Como la anticiparon Marx y Engels desde las primeras líneas del Manifiesto comunista hace casi dos siglos, el comunismo se mueve a la manera de un fantasma. Aparece, desaparece y reaparece. Nunca deja de asediar. Incluso y sobre todo en los momentos en que parece estar más muerto que vivo. Hoy en día, cuando el fantasma del comunismo ya no es reconocido como una potencia por ninguna de las potencias que dominan el orden mundial, aquel se ha convertido, sin embargo, en objeto de un renovado interés teórico.
El debate contemporáneo sobre “la idea del comunismo” –según una expresión de Alain Badiou– reúne a intelectuales de todo el mundo en torno a congresos, revistas, libros y otras instancias académicas. Es sintomático que el debate en cuestión gire alrededor de la “idea” antes que de la “práctica” comunista. Esto obedece a diversas razones. Acaso la más evidente es que se trata de una discusión eminentemente filosófica, lo que desde luego no excluye reflexiones en clave histórica y política. Ahora bien, el hecho de que los análisis en curso sobre el comunismo tengan lugar predominantemente en el seno de la academia es un indicio del lugar retirado que ocupa en el presente.
Fuera de estos medios especializados y de los reducidos espacios políticos donde la idea comunista continúa inspirando acciones con vistas a una sociedad poscapitalista, la representación corriente que se tiene del comunismo oscila entre una antigüedad ideológica que hace tiempo ya no aporta novedades y el recuerdo pavoroso de uno de los grandes regímenes totalitarios del siglo XX. El fracaso incontestable del “socialismo realmente existente” y el sucesivo devenir capitalista del mundo contribuyeron a fijar esta doble representación del comunismo en el imaginario social. No obstante, los pensamientos y las experiencias comunistas actuales asumen formas inéditas, esto es, formas radicalmente heterogéneas respecto de la ortodoxia filosófica y política que servía de doctrina a los Estados y partidos identificados tradicionalmente con el comunismo.
Sea como fuere, lo cierto es que la exigencia comunista de justicia, libertad e igualdad hoy sobrevive en gestos éticos y políticos francamente minoritarios si se los considera desde un punto de vista global. La palabra misma de “comunismo” perdió la fuerza y la centralidad que tuvo hasta fines del siglo pasado en el lenguaje corriente de la política. Por eso mismo la situación actual no puede más que sorprender. El anticomunismo extremo de Milei, primero reflejado en sus arengas mediáticas como candidato y ahora en sus discursos como presidente de la nación, tiene como mínimo un efecto paradójico. A fuerza de invocar el nombre de un fantasma que se creía exorcizado para siempre desde el final de la Guerra Fría, el fantasma reaparece en el momento y el lugar donde menos se lo espera. Su presencia espectral se hace sentir como símbolo de oposición y resistencia a un proyecto económico, político y cultural que tiene como objetivo fundamental favorecer al sector más concentrado del capital nacional y transnacional en detrimento de la inmensa mayoría de la población argentina.

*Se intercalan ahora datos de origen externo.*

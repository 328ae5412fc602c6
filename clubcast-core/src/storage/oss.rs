//! S3-compatible object storage backend.
//!
//! Uses OpenDAL for unified storage access (AWS S3, Minio, Aliyun OSS, any
//! S3-compatible endpoint). Buckets are addressed lazily: one operator per
//! bucket, cached for the lifetime of the client.

use super::{ObjectStorage, StorageError};
use async_trait::async_trait;
use dashmap::DashMap;
use opendal::{services::S3, Operator};

/// OSS storage configuration
#[derive(Debug, Clone)]
pub struct OssConfig {
    /// Endpoint, e.g. "https://s3.amazonaws.com" or a Minio address
    pub endpoint: String,
    /// Access key ID
    pub access_key_id: String,
    /// Secret access key
    pub secret_access_key: String,
}

/// S3-compatible [`ObjectStorage`] backend.
pub struct OssStorage {
    config: OssConfig,
    operators: DashMap<String, Operator>,
}

impl OssStorage {
    #[must_use]
    pub fn new(config: OssConfig) -> Self {
        tracing::info!(endpoint = %config.endpoint, "initializing OSS storage");
        Self {
            config,
            operators: DashMap::new(),
        }
    }

    fn operator_for(&self, bucket: &str, region: &str) -> Result<Operator, StorageError> {
        if let Some(op) = self.operators.get(bucket) {
            return Ok(op.clone());
        }

        let builder = S3::default()
            .endpoint(&self.config.endpoint)
            .access_key_id(&self.config.access_key_id)
            .secret_access_key(&self.config.secret_access_key)
            .region(region)
            .bucket(bucket);

        let operator = Operator::new(builder)?.finish();
        self.operators.insert(bucket.to_string(), operator.clone());
        Ok(operator)
    }
}

#[async_trait]
impl ObjectStorage for OssStorage {
    /// OpenDAL cannot issue CreateBucket against S3; deployments are
    /// expected to pre-provision buckets. This verifies the bucket is
    /// reachable with the configured credentials, which also makes an
    /// already-existing bucket a success, keeping the idempotency contract.
    async fn create_bucket(&self, name: &str, region: &str) -> Result<(), StorageError> {
        let operator = self.operator_for(name, region)?;
        operator.check().await?;
        Ok(())
    }

    async fn upload_object(
        &self,
        bucket: &str,
        key: &str,
        file: &std::path::Path,
    ) -> Result<(), StorageError> {
        let operator = self
            .operators
            .get(bucket)
            .map(|op| op.clone())
            .ok_or_else(|| StorageError::Other(format!("bucket '{bucket}' not initialized")))?;

        let data = tokio::fs::read(file).await?;
        let size = data.len();
        operator.write(key, data).await?;

        tracing::debug!(bucket, key, size, "uploaded object");
        Ok(())
    }
}
//! Track plumbing: incoming demux and outgoing construction.

mod incoming;
mod outgoing;

pub use incoming::IncomingTrack;
pub use outgoing::{gather_outgoing_tracks, OutgoingTrack};

use parking_lot::Mutex;
use std::path::{Path, PathBuf};
use std::sync::Arc;
use webrtc::media::io::Writer;
use webrtc::rtp::packet::Packet;
use webrtc::track::track_local::track_local_static_rtp::TrackLocalStaticRTP;

/// One queued RTP write toward a reader peer.
///
/// RTCP toward the reader is handled by the engine's interceptors, so RTP
/// sends are the only event the queue carries.
pub(crate) struct WriteTask {
    pub track: Arc<TrackLocalStaticRTP>,
    pub packet: Arc<Packet>,
}

/// A codec writer bound to its on-disk artifact.
///
/// The session's track-start phase is the sole creator; room cleanup is the
/// sole consumer (close + upload). The inner mutex serializes the per-packet
/// writes of the forwarding task against that close.
#[derive(Clone)]
pub(crate) struct RecordingWriter {
    path: PathBuf,
    inner: Arc<Mutex<Box<dyn Writer + Send>>>,
}

impl RecordingWriter {
    pub fn new(path: PathBuf, writer: Box<dyn Writer + Send>) -> Self {
        Self {
            path,
            inner: Arc::new(Mutex::new(writer)),
        }
    }

    pub fn path(&self) -> &Path {
        &self.path
    }

    pub fn write_rtp(&self, packet: &Packet) -> Result<(), webrtc::media::Error> {
        self.inner.lock().write_rtp(packet)
    }

    /// Flush container trailers. Safe to call once; the forwarding task has
    /// stopped by the time cleanup runs.
    pub fn close(&self) -> Result<(), webrtc::media::Error> {
        self.inner.lock().close()
    }
}
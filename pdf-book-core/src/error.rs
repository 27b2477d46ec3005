use thiserror::Error;

#[derive(Error, Debug)]
pub enum BookError {
    #[error("I/O error: {0}")]
    Io(#[from] std::io::Error),

    #[error("Invalid configuration file: {0}")]
    Json(#[from] serde_json::Error),

    #[error("Invalid configuration: {0}")]
    InvalidConfig(String),
}

pub type Result<T> = std::result::Result<T, BookError>;
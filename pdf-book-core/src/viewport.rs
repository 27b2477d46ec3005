//! Constrained pan/zoom transform driven by gestures and zoom controls.
//!
//! [`ViewportTransform`] keeps the content of one render unit centered in a
//! container, scaled by `base_scale * zoom` and offset by `pan`. Gestures
//! update it live; when a gesture ends, or the zoom is set from the controls,
//! the transform settles onto a constrained target through a
//! [`TransformAnimation`]. At most one animation is in flight at a time.

use std::time::Duration;

use tracing::{debug, trace};

use crate::animation::{SpringConfig, TransformAnimation};
use crate::config::ViewerConfig;
use crate::geometry::{rubberband_if_out_of_bounds, Rect, Size, Transform, Vector};
use crate::gesture::Gesture;

#[derive(Debug, Clone, Copy, PartialEq, Eq)]
pub enum GesturePhase {
    Idle,
    Dragging,
    DragSettling,
    Pinching,
    PinchSettling,
}

impl GesturePhase {
    /// A pointer gesture is writing the transform directly.
    pub fn is_live(self) -> bool {
        matches!(self, GesturePhase::Dragging | GesturePhase::Pinching)
    }
}

/// Box of the displayed render unit, in renderer units.
///
/// `id` identifies what is shown (the render unit's display position), so
/// turning to a page of identical size still counts as new content.
#[derive(Debug, Clone, Copy, PartialEq)]
pub struct ContentBox {
    pub id: usize,
    pub size: Size,
}

impl ContentBox {
    pub fn new(id: usize, size: Size) -> Self {
        Self { id, size }
    }
}

#[derive(Debug, Clone, Copy, PartialEq)]
struct DragMemo {
    start_pan: Vector,
    /// Zoom the interrupted settle was heading for, clamped into bounds.
    zoom_goal: f32,
}

#[derive(Debug, Clone, Copy, PartialEq)]
struct PinchMemo {
    start_pan: Vector,
    start_zoom: f32,
    /// Focal point relative to the content center at pinch start.
    focal_offset: Vector,
}

#[derive(Debug, Clone)]
pub struct ViewportTransform {
    min_zoom: f32,
    max_zoom: f32,
    page_spacing: f32,
    rubberband: f32,
    spring: SpringConfig,

    container: Option<Size>,
    content: Option<ContentBox>,
    base_scale: f32,

    pan: Vector,
    zoom: f32,
    phase: GesturePhase,
    drag: Option<DragMemo>,
    pinch: Option<PinchMemo>,
    animation: Option<TransformAnimation>,
}

impl Default for ViewportTransform {
    fn default() -> Self {
        Self::new(&ViewerConfig::default())
    }
}

impl ViewportTransform {
    pub fn new(config: &ViewerConfig) -> Self {
        Self {
            min_zoom: config.zoom_levels.min(),
            max_zoom: config.zoom_levels.max(),
            page_spacing: config.page_spacing,
            rubberband: config.rubberband,
            spring: config.spring,
            container: None,
            content: None,
            base_scale: 1.0,
            pan: Vector::ZERO,
            zoom: 1.0,
            phase: GesturePhase::Idle,
            drag: None,
            pinch: None,
            animation: None,
        }
    }

    pub fn pan(&self) -> Vector {
        self.pan
    }

    pub fn zoom(&self) -> f32 {
        self.zoom
    }

    pub fn transform(&self) -> Transform {
        Transform::new(self.pan, self.zoom)
    }

    pub fn base_scale(&self) -> f32 {
        self.base_scale
    }

    pub fn effective_scale(&self) -> f32 {
        self.base_scale * self.zoom
    }

    pub fn phase(&self) -> GesturePhase {
        self.phase
    }

    pub fn container(&self) -> Option<Size> {
        self.container
    }

    pub fn content(&self) -> Option<ContentBox> {
        self.content
    }

    pub fn zoom_bounds(&self) -> (f32, f32) {
        (self.min_zoom, self.max_zoom)
    }

    pub fn is_animating(&self) -> bool {
        self.animation.is_some()
    }

    /// Where the current animation (or, without one, the current state) is
    /// heading.
    pub fn goal(&self) -> Transform {
        self.animation
            .as_ref()
            .map_or_else(|| self.transform(), TransformAnimation::target)
    }

    /// Both the container and the content box are known and non-empty.
    pub fn is_ready(&self) -> bool {
        matches!(
            (self.container, self.content),
            (Some(container), Some(content)) if !container.is_empty() && !content.size.is_empty()
        )
    }

    /// Size the content currently occupies on screen.
    pub fn rendered_size(&self) -> Option<Size> {
        self.content
            .map(|content| content.size.scale(self.effective_scale()))
    }

    /// On-screen rectangle of the content in container coordinates.
    pub fn content_rect(&self) -> Option<Rect> {
        let container = self.container?;
        let size = self.rendered_size()?;
        Some(Rect::centered(container.center() + self.pan, size))
    }

    /// Container position of `point`, given in unscaled content units relative
    /// to the content center.
    pub fn content_to_screen(&self, point: Vector) -> Option<Vector> {
        let container = self.container?;
        Some(container.center() + self.pan + point * self.effective_scale())
    }

    /// Inverse of [`ViewportTransform::content_to_screen`].
    pub fn screen_to_content(&self, point: Vector) -> Option<Vector> {
        let container = self.container?;
        let scale = self.effective_scale();
        if scale <= 0.0 {
            return None;
        }
        Some((point - container.center() - self.pan) * (1.0 / scale))
    }

    pub fn on_container_resize(&mut self, size: Size) {
        debug!(width = size.width, height = size.height, "container resized");
        self.container = Some(size);
        self.rescale();
    }

    /// Show new content. Unchanged content keeps the current transform.
    pub fn set_content_box(&mut self, content: ContentBox) {
        if self.content == Some(content) {
            return;
        }
        debug!(id = content.id, width = content.size.width, height = content.size.height, "content box changed");
        self.content = Some(content);
        self.rescale();
    }

    /// Drop the content (document switch). Cancels any settle in flight.
    pub fn clear_content(&mut self) {
        debug!("content cleared");
        self.content = None;
        self.base_scale = 1.0;
        self.reset();
    }

    /// Back to identity: no pan, 100% zoom, no gesture, no animation.
    pub fn reset(&mut self) {
        self.pan = Vector::ZERO;
        self.zoom = 1.0;
        self.phase = GesturePhase::Idle;
        self.drag = None;
        self.pinch = None;
        self.animation = None;
    }

    fn rescale(&mut self) {
        if let (Some(container), Some(content)) = (self.container, self.content) {
            self.base_scale = fit_scale(container, content.size, self.page_spacing);
        }
        self.reset();
    }

    /// Clamp `pan` so the content cannot be pushed past its own edges.
    pub fn constrain_pan(&self, pan: Vector, zoom: f32) -> Vector {
        let Some(content) = self.content else {
            return Vector::ZERO;
        };
        if zoom <= 1.0 {
            return Vector::ZERO;
        }
        let bound_x = content.size.width * self.base_scale * zoom / 2.0;
        let bound_y = content.size.height * self.base_scale * zoom / 2.0;
        Vector::new(pan.x.clamp(-bound_x, bound_x), pan.y.clamp(-bound_y, bound_y))
    }

    /// Feed a recognized gesture into the matching handler.
    pub fn apply(&mut self, gesture: Gesture) {
        match gesture {
            Gesture::Drag { movement } => self.on_drag(movement),
            Gesture::DragEnd => self.on_drag_end(),
            Gesture::Pinch { origin, ratio, .. } => self.on_pinch(origin, ratio),
            Gesture::PinchEnd => self.on_pinch_end(),
        }
    }

    /// `movement` is cumulative since the drag began.
    pub fn on_drag(&mut self, movement: Vector) {
        if !self.is_ready() || self.phase == GesturePhase::Pinching {
            return;
        }
        let start_pan = match self.drag {
            Some(memo) => memo.start_pan,
            None => {
                let zoom_goal = self.goal().zoom.clamp(self.min_zoom, self.max_zoom);
                self.animation = None;
                self.phase = GesturePhase::Dragging;
                self.drag = Some(DragMemo {
                    start_pan: self.pan,
                    zoom_goal,
                });
                self.pan
            }
        };
        self.pan = start_pan + movement;
        trace!(x = self.pan.x, y = self.pan.y, "drag");
    }

    pub fn on_drag_end(&mut self) {
        if self.phase != GesturePhase::Dragging {
            return;
        }
        let zoom = self
            .drag
            .take()
            .map_or(self.zoom, |memo| memo.zoom_goal)
            .clamp(self.min_zoom, self.max_zoom);
        self.settle(zoom, GesturePhase::DragSettling);
    }

    /// `origin` is the focal point in container coordinates, `ratio` the
    /// finger distance relative to the start of the pinch.
    pub fn on_pinch(&mut self, origin: Vector, ratio: f32) {
        if !self.is_ready() || !(ratio.is_finite() && ratio > 0.0) {
            return;
        }
        let memo = match self.pinch {
            Some(memo) => memo,
            None => self.begin_pinch(origin),
        };

        let raw_zoom = memo.start_zoom * ratio;
        let zoom = rubberband_if_out_of_bounds(raw_zoom, self.min_zoom, self.max_zoom, self.rubberband);
        let displacement = zoom / memo.start_zoom - 1.0;

        self.zoom = zoom;
        self.pan = memo.start_pan - memo.focal_offset * displacement;
        trace!(zoom, x = self.pan.x, y = self.pan.y, "pinch");
    }

    fn begin_pinch(&mut self, origin: Vector) -> PinchMemo {
        if self.phase == GesturePhase::Dragging {
            debug!("pinch cancels drag");
        }
        self.drag = None;
        self.animation = None;
        self.phase = GesturePhase::Pinching;

        let content_center = self
            .container
            .map_or(Vector::ZERO, |container| container.center() + self.pan);
        let memo = PinchMemo {
            start_pan: self.pan,
            start_zoom: self.zoom,
            focal_offset: origin - content_center,
        };
        self.pinch = Some(memo);
        memo
    }

    pub fn on_pinch_end(&mut self) {
        if self.phase != GesturePhase::Pinching {
            return;
        }
        self.pinch = None;
        let zoom = self.zoom.clamp(self.min_zoom, self.max_zoom);
        self.settle(zoom, GesturePhase::PinchSettling);
    }

    /// Wheel/trackpad scroll: moves the content against `delta` and clamps
    /// immediately. A settle in flight keeps animating, toward the scrolled
    /// target.
    pub fn on_scroll(&mut self, delta: Vector) {
        if !self.is_ready() || self.phase.is_live() {
            return;
        }
        let goal = self.goal();
        let pan = self.constrain_pan(goal.pan - delta, goal.zoom);
        match self.animation.as_mut() {
            Some(animation) => animation.retarget(Transform::new(pan, goal.zoom)),
            None => self.pan = pan,
        }
    }

    /// Zoom requested by the controls. Clamped into the zoom bounds and
    /// animated; a live gesture keeps control of the transform instead.
    pub fn set_zoom(&mut self, zoom: f32) {
        if !self.is_ready() || !zoom.is_finite() {
            return;
        }
        if self.phase.is_live() {
            debug!(zoom, phase = ?self.phase, "zoom request ignored during gesture");
            return;
        }
        let zoom = zoom.clamp(self.min_zoom, self.max_zoom);
        let pan = self.constrain_pan(self.goal().pan, zoom);
        debug!(zoom, "zoom requested");
        self.animate_to(Transform::new(pan, zoom));
    }

    /// Advance the settle animation. Returns whether it is still running.
    pub fn tick(&mut self, elapsed: Duration) -> bool {
        if self.phase.is_live() {
            return false;
        }
        let Some(animation) = self.animation.as_mut() else {
            return false;
        };
        let current = animation.step(elapsed);
        self.pan = current.pan;
        self.zoom = current.zoom;

        if animation.is_finished() {
            self.animation = None;
            if matches!(self.phase, GesturePhase::DragSettling | GesturePhase::PinchSettling) {
                debug!(phase = ?self.phase, zoom = self.zoom, "settled");
                self.phase = GesturePhase::Idle;
            }
            return false;
        }
        true
    }

    fn settle(&mut self, zoom: f32, phase: GesturePhase) {
        let target = Transform::new(self.constrain_pan(self.pan, zoom), zoom);
        self.phase = phase;
        debug!(?phase, zoom, x = target.pan.x, y = target.pan.y, "settling");
        self.animate_to(target);
        if self.animation.is_none() {
            self.phase = GesturePhase::Idle;
        }
    }

    fn animate_to(&mut self, target: Transform) {
        if self.animation.is_none() && self.transform() == target {
            return;
        }
        match self.animation.as_mut() {
            Some(animation) => animation.retarget(target),
            None => {
                self.animation = Some(TransformAnimation::new(self.transform(), target, self.spring));
            }
        }
    }
}

/// Scale at which `content` plus `spacing` fits inside `container` on the
/// binding axis.
pub fn fit_scale(container: Size, content: Size, spacing: f32) -> f32 {
    let by_width = container.width / (content.width + spacing);
    let by_height = container.height / (content.height + spacing);
    let scale = by_width.min(by_height);
    if scale.is_finite() && scale > 0.0 {
        scale
    } else {
        1.0
    }
}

La obsesión de Milei con el fantasma del comunismo, su compulsión repetitiva a identificarlo con la causa de los males que aquejan al sistema capitalista, colaboró en la puesta en circulación de un término que había caído provisionalmente en desuso. En verdad, poco importa si la idea que tiene Milei del comunismo se corresponde con lo que esa palabra todavía es capaz de nombrar. Para el caso, su concepción del comunismo es tan anacrónica, y por lo demás inexacta, como su percepción del capitalismo de libre mercado. Lo que importa es que su discurso reactiva un significante capaz de canalizar el descontento creciente de aquellas y aquellos que, más allá de su orientación ideológica o filiación partidaria, sienten la amenaza fundada de perderlo todo, incluida la posibilidad de sobrevivir con un mínimo de dignidad.
El empobrecimiento y la precarización de grandes sectores de la sociedad acaso sean las consecuencias más inmediatas y sensibles del plan de gobierno de Milei, lo que no vuelve menos acuciante la vulneración de derechos y formas de vida de una multiplicidad de actores sociales, desde los movimientos de mujeres, disidencias y alteridades, hasta las instituciones públicas vinculadas a la ciencia, la educación, la cultura y el cuidado del medio ambiente.
En semejante coyuntura, tal vez no sea inútil recordar la definición de comunismo a la vez simple y potente que proponía el filósofo y activista Toni Negri en una entrevista reciente, poco tiempo antes de morir: “El comunismo es una pasión colectiva alegre, ética y política que lucha contra la trinidad de la propiedad, las fronteras y el capital”.
DANIEL ÁLVARO
Investigador del CONICET y docente de la Universidad de Buenos Aires.